Honeymoon stage sets in early on in your time abroad. It is the time of excitement and intrigue when everything new and different is appreciated. During honeymoon phase you will be eager to learn about and experience all your new location has to offer. You will see with your own eyes the iconic landmarks or events you have seen only through another’s lens in photographs and guidebooks. Enjoy honeymoon stage while it lasts. Like your entire trip it will come with the benefits of new acquaintances and memories to last a life time.
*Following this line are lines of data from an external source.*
//! TwiML call-control documents.

use std::fmt::Write;

/// A `<Stream>` noun inside `<Start>` or `<Connect>`.
#[derive(Debug, Clone, Default, PartialEq, Eq)]
pub struct Stream {
    pub name: Option<String>,
    pub url: String,
    pub track: Option<String>,
    /// Rendered as nested `<Parameter name=".." value=".."/>` elements.
    pub parameters: Vec<(String, String)>,
}

impl Stream {
    pub fn new(url: impl Into<String>) -> Self {
        Self {
            url: url.into(),
            ..Default::default()
        }
    }

    pub fn name(mut self, name: impl Into<String>) -> Self {
        self.name = Some(name.into());
        self
    }

    pub fn track(mut self, track: impl Into<String>) -> Self {
        self.track = Some(track.into());
        self
    }

    pub fn parameter(mut self, name: impl Into<String>, value: impl Into<String>) -> Self {
        self.parameters.push((name.into(), value.into()));
        self
    }

    fn render(&self, out: &mut String) {
        out.push_str("<Stream");
        if let Some(name) = &self.name {
            attr(out, "name", name);
        }
        attr(out, "url", &self.url);
        if let Some(track) = &self.track {
            attr(out, "track", track);
        }

        if self.parameters.is_empty() {
            out.push_str("/>");
            return;
        }

        out.push('>');
        for (name, value) in &self.parameters {
            out.push_str("<Parameter");
            attr(out, "name", name);
            attr(out, "value", value);
            out.push_str("/>");
        }
        out.push_str("</Stream>");
    }
}

#[derive(Debug, Clone, PartialEq, Eq)]
enum Verb {
    Say {
        voice: Option<String>,
        language: Option<String>,
        text: String,
    },
    Pause {
        length: u32,
    },
    Start(Stream),
    Connect(Stream),
}

/// Builder for a `<Response>` document.
#[derive(Debug, Clone, Default)]
pub struct VoiceResponse {
    verbs: Vec<Verb>,
}

impl VoiceResponse {
    pub fn new() -> Self {
        Self::default()
    }

    pub fn say(mut self, voice: Option<&str>, language: Option<&str>, text: impl Into<String>) -> Self {
        self.verbs.push(Verb::Say {
            voice: voice.map(str::to_string),
            language: language.map(str::to_string),
            text: text.into(),
        });
        self
    }

    pub fn pause(mut self, seconds: u32) -> Self {
        self.verbs.push(Verb::Pause { length: seconds });
        self
    }

    /// Fork call audio to a stream while the call continues.
    pub fn start_stream(mut self, stream: Stream) -> Self {
        self.verbs.push(Verb::Start(stream));
        self
    }

    /// Hand the call over to a bidirectional stream.
    pub fn connect_stream(mut self, stream: Stream) -> Self {
        self.verbs.push(Verb::Connect(stream));
        self
    }

    pub fn render(&self) -> String {
        let mut out = String::from(r#"<?xml version="1.0" encoding="UTF-8"?><Response>"#);
        for verb in &self.verbs {
            match verb {
                Verb::Say {
                    voice,
                    language,
                    text,
                } => {
                    out.push_str("<Say");
                    if let Some(voice) = voice {
                        attr(&mut out, "voice", voice);
                    }
                    if let Some(language) = language {
                        attr(&mut out, "language", language);
                    }
                    out.push('>');
                    escape_into(&mut out, text);
                    out.push_str("</Say>");
                }
                Verb::Pause { length } => {
                    let _ = write!(out, r#"<Pause length="{length}"/>"#);
                }
                Verb::Start(stream) => {
                    out.push_str("<Start>");
                    stream.render(&mut out);
                    out.push_str("</Start>");
                }
                Verb::Connect(stream) => {
                    out.push_str("<Connect>");
                    stream.render(&mut out);
                    out.push_str("</Connect>");
                }
            }
        }
        out.push_str("</Response>");
        out
    }
}

impl std::fmt::Display for VoiceResponse {
    fn fmt(&self, f: &mut std::fmt::Formatter<'_>) -> std::fmt::Result {
        f.write_str(&self.render())
    }
}

fn attr(out: &mut String, name: &str, value: &str) {
    out.push(' ');
    out.push_str(name);
    out.push_str("=\"");
    escape_into(out, value);
    out.push('"');
}

fn escape_into(out: &mut String, text: &str) {
    for c in text.chars() {
        match c {
            '&' => out.push_str("&amp;"),
            '<' => out.push_str("&lt;"),
            '>' => out.push_str("&gt;"),
            '"' => out.push_str("&quot;"),
            '\'' => out.push_str("&apos;"),
            c => out.push(c),
        }
    }
}

/// Document returned from the `/voice` webhook: greet, pause, then stream
/// the caller's audio to the gateway bridge at `stream_url`.
pub fn voice_webhook_document(stream_url: &str) -> String {
    let stream = Stream::new(stream_url)
        .name("ai_stream")
        .track("inbound_track");

    VoiceResponse::new()
        .say(Some("alice"), None, "Please wait while we connect you.")
        .pause(3)
        .start_stream(stream.clone())
        .connect_stream(stream)
        .render()
}

/// Inline document for outbound calls that stream straight to the provider
/// with a browser-issued session token.
///
/// Fails when `provider_stream_url` cannot carry the token as a query parameter.
pub fn provider_call_document(
    provider_stream_url: &str,
    model: &str,
    session_token: &str,
) -> Result<String, url::ParseError> {
    let connect_url = url::Url::parse_with_params(
        provider_stream_url,
        &[("model", model), ("auth_token", session_token)],
    )?;

    Ok(VoiceResponse::new()
        .start_stream(
            Stream::new(provider_stream_url)
                .name("openai_stream")
                .track("both_tracks"),
        )
        .say(
            Some("alice"),
            Some("en-US"),
            "Connected to AI assistant. You can start speaking now.",
        )
        .connect_stream(
            Stream::new(connect_url)
                .name("openai_stream")
                .track("both_tracks")
                .parameter("model", model),
        )
        .pause(120)
        .render())
}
Frustration or Rage Stage:

photo credit: Ed.ward

When the honeymoon is over, you may find yourself shaken. Perhaps knowing what is ahead, though, will lessen the blow of the most trying stage of life abroad. The frustration stage or rage stage sets in when the cultural differences, the language barriers, the fatigue and other tribulations unnerve you. You may offend someone or be embarrassed yourself, but no matter what the trigger, your entry into this second stage will be clear. The most consistent advice experienced expatriates offer is to remain positive. They warn to not reject differences but to adapt to them.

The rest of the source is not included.